Марото замолчал, наслаждаясь эффектом, который произвел рассказ, а слушатели тем временем переваривали его слова. И только поваренок, с вопроса которого все и началось, снова спросил – на сей раз ему было интересно, почему Его Преосвященство так поспешно вышел из залы. Раздавшийся в ответ хохот смутил парня.
– Им бы всегда только смеяться надо мной! – закричал он, выбегая.
Смех затух, и прозвучал серьезный голос кузнеца:
– Пока ничего подобного не случается в этом доме, опасности нет. А что до сеньора прелата, то не похоже, чтобы он каялся в своих грехах. Вспомните, как года три назад посреди торжественной мессы ему понадобилось срочно покинуть алтарь, и люди стали перешептываться о соблюдении поста… Но мы-то, – повернулся он к повару, – мы что, должны говеть и когда нет поста?

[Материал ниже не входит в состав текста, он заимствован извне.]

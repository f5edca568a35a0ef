use std::sync::Arc;

use chrono::Utc;
use courier_core::{
    DeliveryError, DeliveryPartner, DeliveryResult, DeliveryStatus, DeliveryStore, StatusChange, StoreError,
};
use courier_partner::dto::ShiprocketWebhook;
use courier_partner::StatusMapper;
use courier_shared::Masked;
use subtle::ConstantTimeEq;
use tokio::task::JoinHandle;
use tracing::{debug, error, info, warn};

/// Shared-secret check for inbound partner callbacks.
pub struct WebhookAuthenticator {
    secret: Masked<String>,
}

impl WebhookAuthenticator {
    pub fn new(secret: Masked<String>) -> Self {
        Self { secret }
    }

    /// Constant-time comparison of the presented header value against the secret.
    /// An unset secret rejects everything.
    pub fn verify(&self, presented: Option<&str>) -> DeliveryResult<()> {
        let expected = self.secret.expose().as_bytes();
        if expected.is_empty() {
            warn!("Webhook secret is not configured, rejecting callback");
            return Err(DeliveryError::AccessDenied("Webhook authentication is not configured".to_string()));
        }

        let Some(presented) = presented else {
            warn!("Webhook received without authentication header");
            return Err(DeliveryError::AccessDenied("Missing webhook token".to_string()));
        };

        if bool::from(presented.as_bytes().ct_eq(expected)) {
            Ok(())
        } else {
            warn!("SECURITY ALERT: webhook received with invalid token");
            Err(DeliveryError::AccessDenied("Invalid webhook token".to_string()))
        }
    }
}

/// Partner-agnostic status push, keyed by tracking id.
#[derive(Debug, Clone, PartialEq)]
pub struct StatusEvent {
    pub partner: DeliveryPartner,
    pub tracking_id: String,
    pub raw_status: Option<String>,
}

impl StatusEvent {
    /// `None` when the payload carries no AWB to reconcile against.
    pub fn from_shiprocket(payload: ShiprocketWebhook) -> Option<Self> {
        let tracking_id = payload.awb.map(|awb| awb.trim().to_string()).filter(|awb| !awb.is_empty())?;
        Some(Self {
            partner: DeliveryPartner::Shiprocket,
            tracking_id,
            raw_status: payload.current_status,
        })
    }
}

#[derive(Debug, Clone, Copy, PartialEq, Eq)]
pub enum ReconcileOutcome {
    /// No delivery carries this tracking id.
    UnknownTracking,
    Applied { from: DeliveryStatus, to: DeliveryStatus },
    /// Same status as stored; replay or duplicate delivery.
    Duplicate,
    Stale { current: DeliveryStatus, incoming: DeliveryStatus },
    AlreadyTerminal { current: DeliveryStatus, incoming: DeliveryStatus },
}

/// Conditional writes lost to a concurrent update before giving up.
const MAX_ATTEMPTS: usize = 5;

/// Applies partner status pushes to stored deliveries. At most one write per real transition.
pub struct WebhookReconciler {
    store: Arc<dyn DeliveryStore>,
}

impl WebhookReconciler {
    pub fn new(store: Arc<dyn DeliveryStore>) -> Self {
        Self { store }
    }

    /// Apply one event. The write is conditional on the status that was read,
    /// so a concurrent update makes this event re-read and re-classify.
    pub async fn reconcile(&self, event: &StatusEvent) -> DeliveryResult<ReconcileOutcome> {
        for attempt in 1..=MAX_ATTEMPTS {
            let Some(mut order) = self.store.find_by_tracking_id(&event.tracking_id).await? else {
                warn!(
                    partner = %event.partner,
                    tracking_id = %event.tracking_id,
                    "Webhook for unknown tracking id, ignoring"
                );
                return Ok(ReconcileOutcome::UnknownTracking);
            };

            let incoming = StatusMapper::map(order.partner_name, event.raw_status.as_deref());

            let outcome = match order.apply_status(incoming, Utc::now()) {
                StatusChange::Applied { from, to } => {
                    if !self.store.save_if_status(&order, from).await? {
                        debug!(delivery_id = %order.id, attempt, "Delivery changed concurrently, re-reading");
                        continue;
                    }
                    info!(delivery_id = %order.id, from = %from, to = %to, "Delivery status updated from webhook");
                    ReconcileOutcome::Applied { from, to }
                }
                StatusChange::Unchanged => {
                    info!(delivery_id = %order.id, status = %incoming, "Webhook status already applied");
                    ReconcileOutcome::Duplicate
                }
                StatusChange::Stale { current, incoming } => {
                    warn!(delivery_id = %order.id, current = %current, incoming = %incoming, "Out-of-order webhook dropped");
                    ReconcileOutcome::Stale { current, incoming }
                }
                StatusChange::Terminal { current, incoming } => {
                    warn!(
                        delivery_id = %order.id,
                        current = %current,
                        incoming = %incoming,
                        "Webhook for delivery in terminal state dropped"
                    );
                    ReconcileOutcome::AlreadyTerminal { current, incoming }
                }
            };

            return Ok(outcome);
        }

        Err(DeliveryError::Store(StoreError::Backend(format!(
            "delivery with tracking id {} kept changing during reconciliation",
            event.tracking_id
        ))))
    }

    /// Reconcile on a background task. Failures are logged and never reach the caller.
    pub fn dispatch(self: &Arc<Self>, event: StatusEvent) -> JoinHandle<()> {
        let reconciler = Arc::clone(self);
        tokio::spawn(async move {
            if let Err(e) = reconciler.reconcile(&event).await {
                error!(
                    partner = %event.partner,
                    tracking_id = %event.tracking_id,
                    error = %e,
                    "Webhook reconciliation failed"
                );
            }
        })
    }
}
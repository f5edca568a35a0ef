use axum::{
    http::StatusCode,
    response::{IntoResponse, Response},
    Json,
};
use courier_core::DeliveryError;
use serde_json::json;

#[derive(Debug)]
pub enum AppError {
    AuthenticationError(String),
    Delivery(DeliveryError),
    Anyhow(anyhow::Error),
}

impl AppError {
    fn status_and_message(self) -> (StatusCode, String) {
        match self {
            AppError::AuthenticationError(msg) => (StatusCode::UNAUTHORIZED, msg),
            AppError::Delivery(err) => match err {
                DeliveryError::Validation(_) => (StatusCode::BAD_REQUEST, err.to_string()),
                DeliveryError::AccessDenied(_) => (StatusCode::FORBIDDEN, err.to_string()),
                DeliveryError::NotFound(_) => (StatusCode::NOT_FOUND, err.to_string()),
                DeliveryError::DuplicateRequest(_) | DeliveryError::InvalidTransition { .. } => {
                    (StatusCode::CONFLICT, err.to_string())
                }
                DeliveryError::Configuration(_) => (StatusCode::UNPROCESSABLE_ENTITY, err.to_string()),
                DeliveryError::Partner(ref partner) => {
                    tracing::error!(partner = %partner.partner, status = ?partner.status, "Partner call failed: {}", partner.message);
                    (StatusCode::BAD_GATEWAY, err.to_string())
                }
                DeliveryError::Lookup(_) | DeliveryError::Store(_) => {
                    tracing::error!("Internal Server Error: {}", err);
                    (StatusCode::INTERNAL_SERVER_ERROR, "Internal Server Error".to_string())
                }
            },
            AppError::Anyhow(err) => {
                tracing::error!("Internal Server Error: {}", err);
                (StatusCode::INTERNAL_SERVER_ERROR, "Internal Server Error".to_string())
            }
        }
    }
}

impl IntoResponse for AppError {
    fn into_response(self) -> Response {
        let (status, error_message) = self.status_and_message();

        let body = Json(json!({
            "error": error_message,
        }));

        (status, body).into_response()
    }
}

impl From<DeliveryError> for AppError {
    fn from(err: DeliveryError) -> Self {
        Self::Delivery(err)
    }
}

impl From<anyhow::Error> for AppError {
    fn from(err: anyhow::Error) -> Self {
        Self::Anyhow(err)
    }
}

Распорядитесь приготовить что должно, хоть немного, ведь уже поздно и дон Энрике вот-вот вернется.
– Ах, что должно? А что приготовить?… Поди-ка сюда, парень, – закричал повар другому подручному, замешкавшемуся в углу, – поди-ка сюда и расскажи тому, кто захочет послушать, с чем ты вернулся сегодня, когда мажордом послал тебя за провизией.
– Проклятия этому дому – вот все, что я принес с собой вместо мяса и рыбы, – ответил посыльный. – И мне чуть не запустили в голову разновесом, когда я спросил, не дороже ли королевское слово унции мяса. Но им нужны деньги, а не слова.
Все замолчали. Наконец кто-то заметил:
– Это неминуемо должно было случиться. Чего же, кроме бесчестья, можно ожидать, когда больной король и сам-то еле ноги передвигает, где уж ему заставлять дурных вассалов, мало что отказывающихся платить, но еще и присваивающих чужое, уважать себя. Бедный мой сеньор, в самом сердце своего королевства, а окутан цепями, как беглец!… Вон он приехал – горько смотреть, как ему придется столкнуться со всем этим…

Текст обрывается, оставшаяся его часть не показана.